YOUR TASK
Take the entries below and print all of them exactly, please.

--- RECORDS FOR THIS TASK ---

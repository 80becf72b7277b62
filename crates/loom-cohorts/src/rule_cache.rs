// Copyright (c) 2025 Geoffrey Huntley <ghuntley@ghuntley.com>. All rights reserved.
// SPDX-License-Identifier: Proprietary

//! Versioned rule-set cache with stale-while-revalidate fallback.
//!
//! Each app identity has its own entry, persisted under its own namespace.
//! A stale rule set is always preferred over none: if a refresh fails the
//! previously cached set is served regardless of its age.

use std::collections::HashMap;
use std::sync::Arc;
use std::time::Duration;

use chrono::{DateTime, Utc};
use loom_cohorts_core::RuleSet;
use tokio::sync::Mutex;
use tracing::{debug, info, warn};

use crate::error::{CohortsError, FetchError, Result};
use crate::fetch::{FetchOutcome, RuleFetcher};
use crate::storage::{load_json, store_json, KeyValueStore, Namespace};

const RULES_KEY: &str = "rules";
const RULES_FETCHED_AT_KEY: &str = "rules_fetched_at";

#[derive(Debug, Clone)]
pub struct RuleCacheConfig {
	/// Age after which `load` asks the fetcher for a newer rule set.
	pub max_age: Duration,
}

impl Default for RuleCacheConfig {
	fn default() -> Self {
		Self {
			max_age: Duration::from_secs(60 * 60),
		}
	}
}

#[derive(Debug, Default)]
struct CacheEntry {
	rules: Option<RuleSet>,
	fetched_at: Option<DateTime<Utc>>,
	restored: bool,
}

impl CacheEntry {
	fn is_fresh(&self, now: DateTime<Utc>, max_age: Duration) -> bool {
		match (&self.rules, self.fetched_at) {
			(Some(_), Some(fetched_at)) => match (now - fetched_at).to_std() {
				Ok(age) => age <= max_age,
				// Fetched "in the future" (clock moved back): treat as fresh.
				Err(_) => true,
			},
			_ => false,
		}
	}
}

/// Holds the current rule set per app and refreshes it through a
/// [`RuleFetcher`].
pub struct RuleCache {
	fetcher: Arc<dyn RuleFetcher>,
	store: Arc<dyn KeyValueStore>,
	config: RuleCacheConfig,
	entries: Mutex<HashMap<String, CacheEntry>>,
}

impl RuleCache {
	pub fn new(fetcher: Arc<dyn RuleFetcher>, store: Arc<dyn KeyValueStore>, config: RuleCacheConfig) -> Self {
		Self {
			fetcher,
			store,
			config,
			entries: Mutex::new(HashMap::new()),
		}
	}

	/// Returns the best available rule set for `app_key`.
	///
	/// 1. A cached set younger than `max_age` is returned without a fetch.
	/// 2. Otherwise the fetcher is asked with the cached version. "Unchanged"
	///    keeps the cached set and resets its freshness timestamp (only the
	///    timestamp is rewritten); a new set replaces the cached one and is
	///    persisted.
	/// 3. On fetch failure any cached set is returned regardless of age.
	///    Only when nothing was ever cached does this fail with
	///    [`CohortsError::NoRulesAvailable`].
	pub async fn load(&self, app_key: &str) -> Result<RuleSet> {
		self.load_at(app_key, Utc::now()).await
	}

	pub(crate) async fn load_at(&self, app_key: &str, now: DateTime<Utc>) -> Result<RuleSet> {
		let mut entries = self.entries.lock().await;
		let namespace = Namespace::for_app(app_key);
		let entry = entries.entry(app_key.to_string()).or_default();
		self.ensure_restored(entry, &namespace).await;

		if entry.is_fresh(now, self.config.max_age) {
			if let Some(rules) = &entry.rules {
				debug!(version = rules.version, "Serving fresh cached cohort rules");
				return Ok(rules.clone());
			}
		}

		let current_version = entry.rules.as_ref().map(|rules| rules.version);
		match self.fetcher.fetch(app_key, current_version).await {
			Ok(FetchOutcome::Unchanged) => {
				let Some(rules) = entry.rules.clone() else {
					return Err(CohortsError::NoRulesAvailable(FetchError::UnexpectedNotModified));
				};
				entry.fetched_at = Some(now);
				self.persist_fetched_at(&namespace, now).await;
				debug!(version = rules.version, "Cohort rules confirmed unchanged");
				Ok(rules)
			}
			Ok(FetchOutcome::Updated(rules)) => {
				info!(
					previous_version = ?current_version,
					version = rules.version,
					cohorts = rules.cohorts.len(),
					"Cohort rules updated"
				);
				entry.rules = Some(rules.clone());
				entry.fetched_at = Some(now);
				self.persist_rules(&namespace, &rules).await;
				self.persist_fetched_at(&namespace, now).await;
				Ok(rules)
			}
			Err(e) => match &entry.rules {
				Some(rules) => {
					warn!(
						error = %e,
						version = rules.version,
						fetched_at = ?entry.fetched_at,
						"Cohort rule refresh failed, serving cached rules"
					);
					Ok(rules.clone())
				}
				None => {
					warn!(error = %e, "Cohort rule fetch failed and no rules are cached");
					Err(CohortsError::NoRulesAvailable(e))
				}
			},
		}
	}

	/// Returns the cached rule set without refreshing.
	pub async fn current(&self, app_key: &str) -> Option<RuleSet> {
		let mut entries = self.entries.lock().await;
		let entry = entries.entry(app_key.to_string()).or_default();
		self.ensure_restored(entry, &Namespace::for_app(app_key)).await;
		entry.rules.clone()
	}

	pub async fn is_fresh(&self, app_key: &str) -> bool {
		let mut entries = self.entries.lock().await;
		let entry = entries.entry(app_key.to_string()).or_default();
		self.ensure_restored(entry, &Namespace::for_app(app_key)).await;
		entry.is_fresh(Utc::now(), self.config.max_age)
	}

	/// Marks the cached set as expired so the next `load` refetches. The
	/// rule set itself is kept as a fallback.
	pub async fn invalidate(&self, app_key: &str) {
		let mut entries = self.entries.lock().await;
		if let Some(entry) = entries.get_mut(app_key) {
			entry.fetched_at = None;
		}
		let key = Namespace::for_app(app_key).key(RULES_FETCHED_AT_KEY);
		if let Err(e) = self.store.delete(&key).await {
			warn!(key = %key, error = %e, "Failed to clear rules timestamp");
		}
	}

	/// Loads the persisted entry for `app_key` if it has not been loaded yet.
	pub async fn restore(&self, app_key: &str) {
		let mut entries = self.entries.lock().await;
		let entry = entries.entry(app_key.to_string()).or_default();
		self.ensure_restored(entry, &Namespace::for_app(app_key)).await;
	}

	async fn ensure_restored(&self, entry: &mut CacheEntry, namespace: &Namespace) {
		if entry.restored {
			return;
		}
		entry.restored = true;

		let rules_key = namespace.key(RULES_KEY);
		match load_json::<RuleSet>(self.store.as_ref(), &rules_key).await {
			Ok(Some(rules)) => {
				debug!(version = rules.version, "Restored cached cohort rules");
				entry.rules = Some(rules);
			}
			Ok(None) => return,
			Err(e) => {
				warn!(key = %rules_key, error = %e, "Discarding unreadable cached cohort rules");
				return;
			}
		}

		let fetched_at_key = namespace.key(RULES_FETCHED_AT_KEY);
		match load_json::<DateTime<Utc>>(self.store.as_ref(), &fetched_at_key).await {
			Ok(fetched_at) => entry.fetched_at = fetched_at,
			Err(e) => warn!(key = %fetched_at_key, error = %e, "Discarding unreadable rules timestamp"),
		}
	}

	async fn persist_rules(&self, namespace: &Namespace, rules: &RuleSet) {
		let key = namespace.key(RULES_KEY);
		if let Err(e) = store_json(self.store.as_ref(), &key, rules).await {
			warn!(key = %key, error = %e, "Failed to persist cohort rules");
		}
	}

	async fn persist_fetched_at(&self, namespace: &Namespace, at: DateTime<Utc>) {
		let key = namespace.key(RULES_FETCHED_AT_KEY);
		if let Err(e) = store_json(self.store.as_ref(), &key, &at).await {
			warn!(key = %key, error = %e, "Failed to persist rules timestamp");
		}
	}
}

---

ANSWER FOR THIS EXERCISE
repository 80becf72b7277b62
filename crates/loom-cohorts/src/rule_cache.rs
// Copyright (c) 2025 Geoffrey Huntley <ghuntley@ghuntley.com>. All rights reserved.
// SPDX-License-Identifier: Proprietary

//! Versioned rule-set cache with stale-while-revalidate fallback.
//!
//! Each app identity has its own entry, persisted under its own namespace.
//! A stale rule set is always preferred over none: if a refresh fails the
//! previously cached set is served regardless of its age.

use std::collections::HashMap;
use std::sync::Arc;
use std::time::Duration;

use chrono::{DateTime, Utc};
use loom_cohorts_core::RuleSet;
use tokio::sync::Mutex;
use tracing::{debug, info, warn};

use crate::error::{CohortsError, FetchError, Result};
use crate::fetch::{FetchOutcome, RuleFetcher};
use crate::storage::{load_json, store_json, KeyValueStore, Namespace};

const RULES_KEY: &str = "rules";
const RULES_FETCHED_AT_KEY: &str = "rules_fetched_at";

#[derive(Debug, Clone)]
pub struct RuleCacheConfig {
	/// Age after which `load` asks the fetcher for a newer rule set.
	pub max_age: Duration,
}

impl Default for RuleCacheConfig {
	fn default() -> Self {
		Self {
			max_age: Duration::from_secs(60 * 60),
		}
	}
}

#[derive(Debug, Default)]
struct CacheEntry {
	rules: Option<RuleSet>,
	fetched_at: Option<DateTime<Utc>>,
	restored: bool,
}

impl CacheEntry {
	fn is_fresh(&self, now: DateTime<Utc>, max_age: Duration) -> bool {
		match (&self.rules, self.fetched_at) {
			(Some(_), Some(fetched_at)) => match (now - fetched_at).to_std() {
				Ok(age) => age <= max_age,
				// Fetched "in the future" (clock moved back): treat as fresh.
				Err(_) => true,
			},
			_ => false,
		}
	}
}

/// Holds the current rule set per app and refreshes it through a
/// [`RuleFetcher`].
pub struct RuleCache {
	fetcher: Arc<dyn RuleFetcher>,
	store: Arc<dyn KeyValueStore>,
	config: RuleCacheConfig,
	entries: Mutex<HashMap<String, CacheEntry>>,
}

impl RuleCache {
	pub fn new(fetcher: Arc<dyn RuleFetcher>, store: Arc<dyn KeyValueStore>, config: RuleCacheConfig) -> Self {
		Self {
			fetcher,
			store,
			config,
			entries: Mutex::new(HashMap::new()),
		}
	}

	/// Returns the best available rule set for `app_key`.
	///
	/// 1. A cached set younger than `max_age` is returned without a fetch.
	/// 2. Otherwise the fetcher is asked with the cached version. "Unchanged"
	///    keeps the cached set and resets its freshness timestamp (only the
	///    timestamp is rewritten); a new set replaces the cached one and is
	///    persisted.
	/// 3. On fetch failure any cached set is returned regardless of age.
	///    Only when nothing was ever cached does this fail with
	///    [`CohortsError::NoRulesAvailable`].
	pub async fn load(&self, app_key: &str) -> Result<RuleSet> {
		self.load_at(app_key, Utc::now()).await
	}

	pub(crate) async fn load_at(&self, app_key: &str, now: DateTime<Utc>) -> Result<RuleSet> {
		let mut entries = self.entries.lock().await;
		let namespace = Namespace::for_app(app_key);
		let entry = entries.entry(app_key.to_string()).or_default();
		self.ensure_restored(entry, &namespace).await;

		if entry.is_fresh(now, self.config.max_age) {
			if let Some(rules) = &entry.rules {
				debug!(version = rules.version, "Serving fresh cached cohort rules");
				return Ok(rules.clone());
			}
		}

		let current_version = entry.rules.as_ref().map(|rules| rules.version);
		match self.fetcher.fetch(app_key, current_version).await {
			Ok(FetchOutcome::Unchanged) => {
				let Some(rules) = entry.rules.clone() else {
					return Err(CohortsError::NoRulesAvailable(FetchError::UnexpectedNotModified));
				};
				entry.fetched_at = Some(now);
				self.persist_fetched_at(&namespace, now).await;
				debug!(version = rules.version, "Cohort rules confirmed unchanged");
				Ok(rules)
			}
			Ok(FetchOutcome::Updated(rules)) => {
				info!(
					previous_version = ?current_version,
					version = rules.version,
					cohorts = rules.cohorts.len(),
					"Cohort rules updated"
				);
				entry.rules = Some(rules.clone());
				entry.fetched_at = Some(now);
				self.persist_rules(&namespace, &rules).await;
				self.persist_fetched_at(&namespace, now).await;
				Ok(rules)
			}
			Err(e) => match &entry.rules {
				Some(rules) => {
					warn!(
						error = %e,
						version = rules.version,
						fetched_at = ?entry.fetched_at,
						"Cohort rule refresh failed, serving cached rules"
					);
					Ok(rules.clone())
				}
				None => {
					warn!(error = %e, "Cohort rule fetch failed and no rules are cached");
					Err(CohortsError::NoRulesAvailable(e))
				}
			},
		}
	}

	/// Returns the cached rule set without refreshing.
	pub async fn current(&self, app_key: &str) -> Option<RuleSet> {
		let mut entries = self.entries.lock().await;
		let entry = entries.entry(app_key.to_string()).or_default();
		self.ensure_restored(entry, &Namespace::for_app(app_key)).await;
		entry.rules.clone()
	}

	pub async fn is_fresh(&self, app_key: &str) -> bool {
		let mut entries = self.entries.lock().await;
		let entry = entries.entry(app_key.to_string()).or_default();
		self.ensure_restored(entry, &Namespace::for_app(app_key)).await;
		entry.is_fresh(Utc::now(), self.config.max_age)
	}

	/// Marks the cached set as expired so the next `load` refetches. The
	/// rule set itself is kept as a fallback.
	pub async fn invalidate(&self, app_key: &str) {
		let mut entries = self.entries.lock().await;
		if let Some(entry) = entries.get_mut(app_key) {
			entry.fetched_at = None;
		}
		let key = Namespace::for_app(app_key).key(RULES_FETCHED_AT_KEY);
		if let Err(e) = self.store.delete(&key).await {
			warn!(key = %key, error = %e, "Failed to clear rules timestamp");
		}
	}

	/// Loads the persisted entry for `app_key` if it has not been loaded yet.
	pub async fn restore(&self, app_key: &str) {
		let mut entries = self.entries.lock().await;
		let entry = entries.entry(app_key.to_string()).or_default();
		self.ensure_restored(entry, &Namespace::for_app(app_key)).await;
	}

	async fn ensure_restored(&self, entry: &mut CacheEntry, namespace: &Namespace) {
		if entry.restored {
			return;
		}
		entry.restored = true;

		let rules_key = namespace.key(RULES_KEY);
		match load_json::<RuleSet>(self.store.as_ref(), &rules_key).await {
			Ok(Some(rules)) => {
				debug!(version = rules.version, "Restored cached cohort rules");
				entry.rules = Some(rules);
			}
			Ok(None) => return,
			Err(e) => {
				warn!(key = %rules_key, error = %e, "Discarding unreadable cached cohort rules");
				return;
			}
		}

		let fetched_at_key = namespace.key(RULES_FETCHED_AT_KEY);
		match load_json::<DateTime<Utc>>(self.store.as_ref(), &fetched_at_key).await {
			Ok(fetched_at) => entry.fetched_at = fetched_at,
			Err(e) => warn!(key = %fetched_at_key, error = %e, "Discarding unreadable rules timestamp"),
		}
	}

	async fn persist_rules(&self, namespace: &Namespace, rules: &RuleSet) {
		let key = namespace.key(RULES_KEY);
		if let Err(e) = store_json(self.store.as_ref(), &key, rules).await {
			warn!(key = %key, error = %e, "Failed to persist cohort rules");
		}
	}

	async fn persist_fetched_at(&self, namespace: &Namespace, at: DateTime<Utc>) {
		let key = namespace.key(RULES_FETCHED_AT_KEY);
		if let Err(e) = store_json(self.store.as_ref(), &key, &at).await {
			warn!(key = %key, error = %e, "Failed to persist rules timestamp");
		}
	}
}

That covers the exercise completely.